_Assigned task_
For each line of the listing below that contains the string "enum", copy the line.

_Information given_
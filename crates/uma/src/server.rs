use std::{net::SocketAddr, sync::Arc};

use crossbeam_channel::{Receiver, Sender};
use thiserror::Error;
use tracing::{event, instrument, Level};

use crate::{
    worker::{spawn_worker, WorkerHandle},
    ConfigError, ServerConfig, ServerOptions, TerminationListener,
};

/// Reason a server was asked to terminate.
#[derive(Debug, Clone, Copy, PartialEq, Eq)]
pub enum Termination {
    /// A process signal was delivered.
    Signal(i32),
    /// Termination was requested through a `Terminator`.
    Requested,
}

/// Clonable handle for requesting termination of a server.
#[derive(Clone)]
pub struct Terminator {
    sender: Sender<Termination>,
}

impl Terminator {
    pub fn terminate(&self) {
        self.send(Termination::Requested);
    }

    pub(crate) fn send(&self, termination: Termination) {
        // The server only drops its receiver when it's gone itself
        let _ = self.sender.send(termination);
    }
}

/// Pool of worker threads serving the configured listeners.
pub struct Server {
    config: Arc<ServerConfig>,
    workers: Vec<WorkerHandle>,
    termination: (Sender<Termination>, Receiver<Termination>),
}

impl Server {
    pub fn new(config: ServerConfig) -> Self {
        Self {
            config: Arc::new(config),
            workers: Vec::new(),
            termination: crossbeam_channel::unbounded(),
        }
    }

    /// Validate `options` and create a server from them.
    pub fn from_options(options: ServerOptions) -> Result<Self, ServerError> {
        let config = ServerConfig::new(options)?;
        Ok(Self::new(config))
    }

    pub fn config(&self) -> &ServerConfig {
        &self.config
    }

    /// Start all worker threads.
    ///
    /// Returns once every worker has bound its listeners. If any worker fails to start, the
    /// others are stopped again and the failure is returned.
    #[instrument("Server::start", skip_all)]
    pub fn start(&mut self) -> Result<(), ServerError> {
        if !self.workers.is_empty() {
            return Err(ServerError::AlreadyStarted);
        }

        let count = self.config.thread_count;
        event!(Level::INFO, count, binds = ?self.config.bind_targets, "starting workers");

        let mut pending = Vec::with_capacity(count);
        let mut failure = None;
        for index in 0..count {
            match spawn_worker(index, self.config.clone()) {
                Ok(worker) => pending.push(worker),
                Err(error) => {
                    failure = Some(error);
                    break;
                }
            }
        }

        for worker in pending {
            match worker.wait_ready() {
                Ok(worker) => self.workers.push(worker),
                Err(error) => {
                    failure.get_or_insert(error);
                }
            }
        }

        if let Some(error) = failure {
            event!(Level::ERROR, "failed to start workers: {:?}", error);
            self.stop();
            return Err(error);
        }

        Ok(())
    }

    /// Addresses the first worker is listening on, in bind order.
    ///
    /// All workers listen on the same addresses, unless a bind target requested port 0.
    pub fn local_addrs(&self) -> Vec<SocketAddr> {
        self.workers
            .first()
            .map(|worker| worker.local_addrs().to_vec())
            .unwrap_or_default()
    }

    pub fn terminator(&self) -> Terminator {
        Terminator {
            sender: self.termination.0.clone(),
        }
    }

    /// Block until termination is requested.
    pub fn wait(&self) -> Termination {
        // The receiver can't disconnect, the server holds a sender itself
        self.termination
            .1
            .recv()
            .unwrap_or(Termination::Requested)
    }

    /// Stop all workers gracefully, and wait for them to exit.
    ///
    /// Does nothing if no workers are running.
    #[instrument("Server::stop", skip_all)]
    pub fn stop(&mut self) {
        if self.workers.is_empty() {
            return;
        }

        event!(Level::INFO, count = self.workers.len(), "stopping workers");
        for worker in &self.workers {
            worker.stop();
        }
        for worker in self.workers.drain(..) {
            worker.join();
        }
        event!(Level::INFO, "all workers stopped");
    }

    /// Start the server and serve until a termination signal arrives, then stop.
    pub fn run(&mut self) -> Result<Termination, ServerError> {
        self.start()?;

        let listener = match TerminationListener::install(self.terminator()) {
            Ok(listener) => listener,
            Err(error) => {
                self.stop();
                return Err(ServerError::Signals(error));
            }
        };
        let termination = self.wait();
        event!(Level::INFO, ?termination, "termination requested");

        listener.uninstall();
        self.stop();

        Ok(termination)
    }
}

impl Drop for Server {
    fn drop(&mut self) {
        self.stop();
    }
}

/// Failure to start or run a server.
#[derive(Error, Debug)]
pub enum ServerError {
    #[error("invalid configuration")]
    Config(#[from] ConfigError),
    #[error("failed to spawn worker thread")]
    Spawn(#[source] std::io::Error),
    #[error("worker failed to start")]
    Worker(#[source] anyhow::Error),
    #[error("failed to install signal handlers")]
    Signals(#[source] std::io::Error),
    #[error("server already started")]
    AlreadyStarted,
}
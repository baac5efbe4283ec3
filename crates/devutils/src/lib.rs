use tracing_subscriber::{EnvFilter, FmtSubscriber};

/// Install a global fmt subscriber, honoring `RUST_LOG` and falling back to `default_filter`.
///
/// Safe to call more than once, later calls are ignored.
pub fn init_logging(default_filter: &str) {
    let filter =
        EnvFilter::try_from_default_env().unwrap_or_else(|_| EnvFilter::new(default_filter));

    let subscriber = FmtSubscriber::builder()
        .with_env_filter(filter)
        .with_target(false)
        .without_time()
        .finish();
    let _ = tracing::subscriber::set_global_default(subscriber);
}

_Exercise output_
pub enum Termination {
pub enum ServerError {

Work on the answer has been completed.